* **WHAT YOU NEED TO DO**: Print exactly the line with "memory region 0x0000000000002000..0x0000000000001000" and every line after it, through the final line of the material below.

* **GIVEN DATA**:
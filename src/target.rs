// Copyright 2024 The x86-paging Authors.
// This project is dual-licensed under Apache 2.0 and MIT terms.
// See LICENSE-APACHE and LICENSE-MIT for details.

//! Types for building a page table in ordinary memory, to be loaded at some other physical address.
//!
//! See [`FlatMemory`] for details on how to use it.

use crate::paging::{PAGE_SIZE, PageBuffer, PageTable, PageTableMemory, PhysicalAddress};
use alloc::{vec, vec::Vec};
use core::mem::size_of;

/// An implementation of `PageTableMemory` for a block of pages which will be loaded on the target
/// in a contiguous block of physical memory starting at a given address.
///
/// # Example
///
/// ```
/// use x86_paging::{
///     paging::{MapAttribute, MemoryRegion, PagingMode, PhysicalAddress, RootTable},
///     target::FlatMemory,
/// };
///
/// let memory = FlatMemory::new(PhysicalAddress(0x1_0000), 4);
/// let mut buffer = memory.buffer();
/// let mut map = RootTable::new(memory, PagingMode::Level4);
/// map.map_range(
///     &mut buffer,
///     &MemoryRegion::new(0x0, 0x1000),
///     (MapAttribute::PRESENT | MapAttribute::NX).with_base_address(PhysicalAddress(0x4_2000)),
///     MapAttribute::all(),
/// )
/// .unwrap();
///
/// let bytes = map.memory().to_bytes();
/// // Build the bytes into a binary image for the target device...
/// ```
#[derive(Clone, Debug)]
pub struct FlatMemory {
    base: PhysicalAddress,
    pages: Vec<PageTable>,
}

impl FlatMemory {
    /// Creates `page_count` zeroed pages which will be loaded at `base`.
    ///
    /// # Panics
    ///
    /// Panics if `base` is not page aligned.
    pub fn new(base: PhysicalAddress, page_count: usize) -> Self {
        assert_eq!(base.0 % PAGE_SIZE as u64, 0, "{base} is not page aligned");
        Self {
            base,
            pages: vec![PageTable::EMPTY; page_count],
        }
    }

    /// Returns a buffer covering all of the pages, for allocating tables from.
    pub fn buffer(&self) -> PageBuffer {
        PageBuffer::new(self.base, self.pages.len() * PAGE_SIZE)
            .unwrap_or_else(|_| PageBuffer::empty())
    }

    /// Returns the physical address the first page will be loaded at.
    pub fn base(&self) -> PhysicalAddress {
        self.base
    }

    /// Returns the pages.
    pub fn pages(&self) -> &[PageTable] {
        &self.pages
    }

    /// Returns the contents of all of the pages as bytes to be loaded into the target's memory.
    ///
    /// Entries are stored little-endian, as the processor reads them.
    pub fn to_bytes(&self) -> Vec<u8> {
        let mut bytes = vec![0; self.pages.len() * size_of::<PageTable>()];
        let words = self.pages.iter().flat_map(|page| page.words().iter());
        for (chunk, word) in bytes.chunks_exact_mut(size_of::<u64>()).zip(words) {
            chunk.copy_from_slice(&word.to_le_bytes());
        }
        bytes
    }

    fn index(&self, pa: PhysicalAddress) -> usize {
        let offset = pa
            .0
            .checked_sub(self.base.0)
            .unwrap_or_else(|| panic!("{pa} is below the memory at {}", self.base));
        assert_eq!(offset % PAGE_SIZE as u64, 0, "{pa} is not page aligned");
        let index = (offset / PAGE_SIZE as u64) as usize;
        assert!(
            index < self.pages.len(),
            "{pa} is beyond the {} pages at {}",
            self.pages.len(),
            self.base
        );
        index
    }
}

impl PageTableMemory for FlatMemory {
    fn table(&self, pa: PhysicalAddress) -> &PageTable {
        &self.pages[self.index(pa)]
    }

    fn table_mut(&mut self, pa: PhysicalAddress) -> &mut PageTable {
        let index = self.index(pa);
        &mut self.pages[index]
    }
}
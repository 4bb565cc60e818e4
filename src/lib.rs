// Copyright 2024 The x86-paging Authors.
// This project is dual-licensed under Apache 2.0 and MIT terms.
// See LICENSE-APACHE and LICENSE-MIT for details.

//! A library to build and inspect x86 page tables.
//!
//! It supports:
//!   - 32-bit, PAE, 4-level and 5-level paging
//!   - 4 KiB, 2 MiB and 1 GiB pages, where the paging mode allows them
//!   - changing any subset of the attributes of a range, leaving the rest alone
//!
//! Page tables are accessed through the [`PageTableMemory`](paging::PageTableMemory) trait, and
//! new tables are allocated from a caller-supplied [`PageBuffer`](paging::PageBuffer). If the
//! buffer is too small for a request nothing is changed, and the error says how large it needs to
//! be.
//!
//! # Example
//!
//! ```
//! use x86_paging::{
//!     paging::{MapAttribute, MemoryRegion, PagingMode, ParseOptions, PhysicalAddress, RootTable},
//!     target::FlatMemory,
//! };
//!
//! // Build a page table in 8 pages of memory at 16 MiB.
//! let memory = FlatMemory::new(PhysicalAddress(0x100_0000), 8);
//! let mut buffer = memory.buffer();
//! let mut table = RootTable::new(memory, PagingMode::Level4);
//!
//! // Map 4 MiB at 1 GiB to physical memory at 2 MiB as writable, with 2 MiB pages.
//! table
//!     .map_range(
//!         &mut buffer,
//!         &MemoryRegion::new(0x4000_0000, 0x4040_0000),
//!         (MapAttribute::PRESENT | MapAttribute::READ_WRITE)
//!             .with_base_address(PhysicalAddress(0x20_0000)),
//!         MapAttribute::all(),
//!     )
//!     .unwrap();
//!
//! let entries = table.parse(ParseOptions::empty()).unwrap();
//! assert_eq!(entries.len(), 1);
//! assert_eq!(entries[0].length, 0x40_0000);
//! ```

#![no_std]

pub mod descriptor;
pub mod idmap;
pub mod paging;
pub mod pat;
#[cfg(feature = "alloc")]
pub mod target;

#[cfg(any(feature = "alloc", test))]
extern crate alloc;

use descriptor::{LinearAddress, PhysicalAddress};
use paging::{MapAttribute, MemoryRegion};
use thiserror::Error;

/// An error attempting to map or parse a page table.
#[derive(Clone, Debug, Eq, Error, PartialEq)]
pub enum MapError {
    /// The packed paging mode value doesn't name a supported mode.
    #[error("Unsupported paging mode {0:#06x}")]
    UnsupportedPagingMode(u32),
    /// The end of the memory region is before the start.
    #[error("End of memory region {0} is before start.")]
    RegionBackwards(MemoryRegion),
    /// The start of the region is not page aligned.
    #[error("Linear address {0} is not page aligned")]
    UnalignedAddress(LinearAddress),
    /// The length of the region is not a whole number of pages.
    #[error("Length {0:#x} is not a multiple of the page size")]
    UnalignedLength(u64),
    /// The page buffer's base address or size is not page aligned.
    #[error("Page buffer at {0} of {1:#x} bytes is not page aligned")]
    UnalignedBuffer(PhysicalAddress, usize),
    /// The page buffer extends beyond the physical addresses a table entry can point to.
    #[error("Page buffer ending at {0} is out of reach of the paging mode")]
    BufferAddressRange(PhysicalAddress),
    /// The linear address is beyond what the paging mode can translate.
    #[error("Linear address {0} out of range")]
    AddressRange(LinearAddress),
    /// The attributes and mask can't be applied to the region.
    #[error("Invalid attributes {0:?}")]
    InvalidAttributes(MapAttribute),
    /// The page buffer doesn't have enough memory for the tables the request needs.
    #[error("Page buffer too small, {required:#x} bytes required")]
    BufferTooSmall { required: usize },
    /// The output slice doesn't have room for every mapped range.
    #[error("Output too small, {required} entries required")]
    MapCountTooSmall { required: usize },
}

impl MapError {
    /// Returns whether the same request can succeed with a larger buffer or output slice.
    pub fn is_retryable(&self) -> bool {
        matches!(
            self,
            Self::BufferTooSmall { .. } | Self::MapCountTooSmall { .. }
        )
    }
}

#[cfg(test)]
mod tests {
    use super::*;
    use alloc::string::ToString;

    #[test]
    fn retryable() {
        assert!(MapError::BufferTooSmall { required: 0x3000 }.is_retryable());
        assert!(MapError::MapCountTooSmall { required: 2 }.is_retryable());
        assert!(!MapError::AddressRange(LinearAddress(1 << 48)).is_retryable());
        assert!(!MapError::InvalidAttributes(MapAttribute::NX).is_retryable());
    }

    #[test]
    fn display() {
        assert_eq!(
            MapError::BufferTooSmall { required: 0x3000 }.to_string(),
            "Page buffer too small, 0x3000 bytes required"
        );
        assert_eq!(
            MapError::UnalignedAddress(LinearAddress(0x800)).to_string(),
            "Linear address 0x0000000000000800 is not page aligned"
        );
        assert_eq!(
            MapError::RegionBackwards(MemoryRegion::new(0x2000, 0x1000)).to_string(),
            "End of memory region 0x0000000000002000..0x0000000000001000 is before start."
        );
        assert_eq!(
            MapError::UnsupportedPagingMode(0x0401).to_string(),
            "Unsupported paging mode 0x0401"
        );
    }
}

* **ANSWER**:
            "End of memory region 0x0000000000002000..0x0000000000001000 is before start."
        );
        assert_eq!(
            MapError::UnsupportedPagingMode(0x0401).to_string(),
            "Unsupported paging mode 0x0401"
        );
    }
}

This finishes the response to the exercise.